For instance, let’s return to our running example of distinguishing cats from dogs. Say that we do a thorough job in data collection, collecting an annotated sets of high-quality 1-megapixel photographs. This means that the input into a network has 1 million dimensions. Even an aggressive reduction to 1,000 hidden dimensions would require a dense (fully-connected) layer to support \(10^9\) parameters. Unless we have an extremely large dataset (perhaps billions?), lots of GPUs, a talent for extreme distributed optimization, and an extraordinary amount of patience, learning the parameters of this network may turn out to be impossible.

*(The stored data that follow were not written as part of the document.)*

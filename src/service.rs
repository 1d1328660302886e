//! Entry point used by the request layer.

use std::collections::BTreeMap;
use std::path::PathBuf;
use std::sync::Arc;

use futures::future::join_all;
use tokio::sync::RwLock;

use crate::bundle::{
    Archiver,
    BundleFormat,
    BundleGenerator,
    ZipArchiver,
};
use crate::cache::{
    CacheNotifier,
    NoopCache,
    PublishedManifestCache,
};
use crate::commit::{
    Commit,
    CommitLog,
    CommitStore,
    CommitSummary,
    InMemoryCommitStore,
    NewCommit,
};
use crate::config::HubSettings;
use crate::error::Result;
use crate::manifest::{
    LocaleValues,
    ProjectProgress,
    Snapshot,
    locale_progress,
    project_progress,
};
use crate::resolver::{
    HistoryEntry,
    ManifestResolver,
};

/// Translation hub over injected storage, cache and archiver.
///
/// Clones share the same log, cache worker and settings.
#[derive(Clone)]
pub struct LocaleHub {
    log: CommitLog,
    resolver: ManifestResolver,
    archiver: Arc<dyn Archiver>,
    /// Validated settings; replaced as a whole by [`LocaleHub::update_settings`].
    settings: Arc<RwLock<HubSettings>>,
}

impl std::fmt::Debug for LocaleHub {
    fn fmt(&self, f: &mut std::fmt::Formatter<'_>) -> std::fmt::Result {
        f.debug_struct("LocaleHub")
            .field("log", &self.log)
            .field("archiver", &"<dyn Archiver>")
            .field("settings", &self.settings)
            .finish_non_exhaustive()
    }
}

impl LocaleHub {
    /// Wire a hub. The cache is only notified when `features.sdk` is enabled
    /// in `settings`; later updates do not change that choice.
    ///
    /// Must be called within a Tokio runtime when the SDK feature is on.
    ///
    /// # Errors
    /// [`CoreError::Config`](crate::error::CoreError::Config) when `settings` are invalid.
    pub fn new(
        store: Arc<dyn CommitStore>,
        cache: Arc<dyn PublishedManifestCache>,
        archiver: Arc<dyn Archiver>,
        settings: HubSettings,
    ) -> Result<Self> {
        let settings = settings.into_validated()?;
        let notifier = if settings.features.sdk {
            CacheNotifier::new(cache)
        } else {
            tracing::debug!("SDK feature disabled, published manifest cache is not notified");
            CacheNotifier::default()
        };
        let log = CommitLog::new(store, notifier);

        Ok(Self {
            resolver: ManifestResolver::new(log.clone()),
            log,
            archiver,
            settings: Arc::new(RwLock::new(settings)),
        })
    }

    /// Process-local hub: in-memory store, no cache, zip archives.
    pub fn in_memory(settings: HubSettings) -> Result<Self> {
        Self::new(
            Arc::new(InMemoryCommitStore::new()),
            Arc::new(NoopCache),
            Arc::new(ZipArchiver),
            settings,
        )
    }

    /// Current settings.
    pub async fn settings(&self) -> HubSettings {
        self.settings.read().await.clone()
    }

    /// Replace the settings; invalid settings leave the current ones in place.
    pub async fn update_settings(&self, settings: HubSettings) -> Result<()> {
        let settings = settings.into_validated()?;
        *self.settings.write().await = settings;
        tracing::debug!("Settings updated");
        Ok(())
    }

    /// Record a new unpublished commit.
    pub async fn append_commit(&self, new_commit: NewCommit) -> Result<Commit> {
        self.log.append(new_commit).await
    }

    /// Commit metadata of a project, oldest first.
    pub async fn list_commits(&self, project_id: &str) -> Result<Vec<CommitSummary>> {
        let commits = self.log.list_by_project(project_id).await?;
        Ok(commits.iter().map(Commit::summary).collect())
    }

    /// One commit of the project, with its snapshot.
    pub async fn get_commit(&self, project_id: &str, commit_id: &str) -> Result<Commit> {
        self.log.find_in_project(project_id, commit_id).await
    }

    /// Snapshot of the latest commit, published or not.
    pub async fn get_current_manifest(&self, project_id: &str) -> Result<Snapshot> {
        self.resolver.get_current(project_id).await
    }

    /// Snapshot clients see, `None` when nothing is published.
    pub async fn get_published_manifest(&self, project_id: &str) -> Result<Option<Snapshot>> {
        self.resolver.get_published(project_id).await
    }

    /// One locale of the current snapshot.
    pub async fn get_locale_manifest(
        &self,
        project_id: &str,
        locale: &str,
    ) -> Result<Option<LocaleValues>> {
        self.resolver.get_locale(project_id, locale).await
    }

    /// Changes of one cell, most recent first.
    pub async fn get_key_history(
        &self,
        project_id: &str,
        key: &str,
        locale: &str,
    ) -> Result<Vec<HistoryEntry>> {
        self.resolver.get_key_history(project_id, key, locale).await
    }

    /// Publish or unpublish a commit, keeping at most one published per project.
    pub async fn set_publish_state(
        &self,
        project_id: &str,
        commit_id: &str,
        published: bool,
    ) -> Result<bool> {
        self.log.publish(project_id, commit_id, published).await
    }

    /// Export the published manifest in `format` (`android` or `ios`).
    pub async fn generate_bundle(&self, project_id: &str, format: &str) -> Result<PathBuf> {
        let format: BundleFormat = format.parse()?;
        let settings = self.settings().await;
        let generator =
            BundleGenerator::new(self.resolver.clone(), Arc::clone(&self.archiver), &settings);

        generator.generate(project_id, format).await
    }

    /// Completion of the project's current snapshot.
    pub async fn project_progress(&self, project_id: &str) -> Result<ProjectProgress> {
        let current = self.resolver.get_current(project_id).await?;
        Ok(ProjectProgress {
            project_id: project_id.to_string(),
            progress: project_progress(&current),
        })
    }

    /// Completion per locale of the project's current snapshot.
    pub async fn locale_progress(&self, project_id: &str) -> Result<Option<BTreeMap<String, f64>>> {
        let current = self.resolver.get_current(project_id).await?;
        Ok(locale_progress(&current))
    }

    /// Progress of several projects, computed concurrently.
    pub async fn projects_progress(&self, project_ids: &[String]) -> Result<Vec<ProjectProgress>> {
        join_all(project_ids.iter().map(|id| self.project_progress(id)))
            .await
            .into_iter()
            .collect()
    }

    /// Drop the history of a deleted project.
    pub async fn delete_project(&self, project_id: &str) -> Result<usize> {
        self.log.delete_project(project_id).await
    }
}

A careful reader might object to this argument on the basis that 1 megapixel resolution may not be necessary. However, while you could get away with 100,000 pixels, we grossly underestimated the number of hidden nodes that it typically takes to learn good hidden representations of images. Learning a binary classifier with so many parameters might seem to require that we collect an enormous dataset, perhaps comparable to the number of dogs and cats on the planet. And yet Yet both humans and computers are able to distinguish cats from dogs quite well, seemingly contradicting these conclusions. That’s because images exhibit rich structure that is typically exploited by humans and machine learning models alike.

6.1.1. Invariances

Imagine that you want to detect an object in an image. It seems reasonable that whatever method we use to recognize objects should not be overly concerned with the precise location of the object shouldn’t in the image. Ideally we could learn a system that would somehow exploit this knowledge. Pigs usually don’t fly and planes usually don’t swim. Nonetheless, we could still recognize a flying pig were one to appear. This ideas is taken to an extreme in the children’s game ‘Where’s Waldo’, an example is shown in Fig. 6.1.1. The game consists of a number of chaotic scenes bursting with activity and Waldo shows up somewhere in each (typically lurking in some unlikely location). The reader’s goal is to locate him. Despite his characteristic outfit, this can be surprisingly difficult, due to the large number of confounders.


Fig. 6.1.1 Image via Walker Books

Back to images, the intuitions we have been discussion could be made more concrete yielding a few key principles for building neural networks for computer vision:

  1. Our vision systems should, in some sense, respond similarly to the same object regardless of where it appears in the image (Translation Invariance)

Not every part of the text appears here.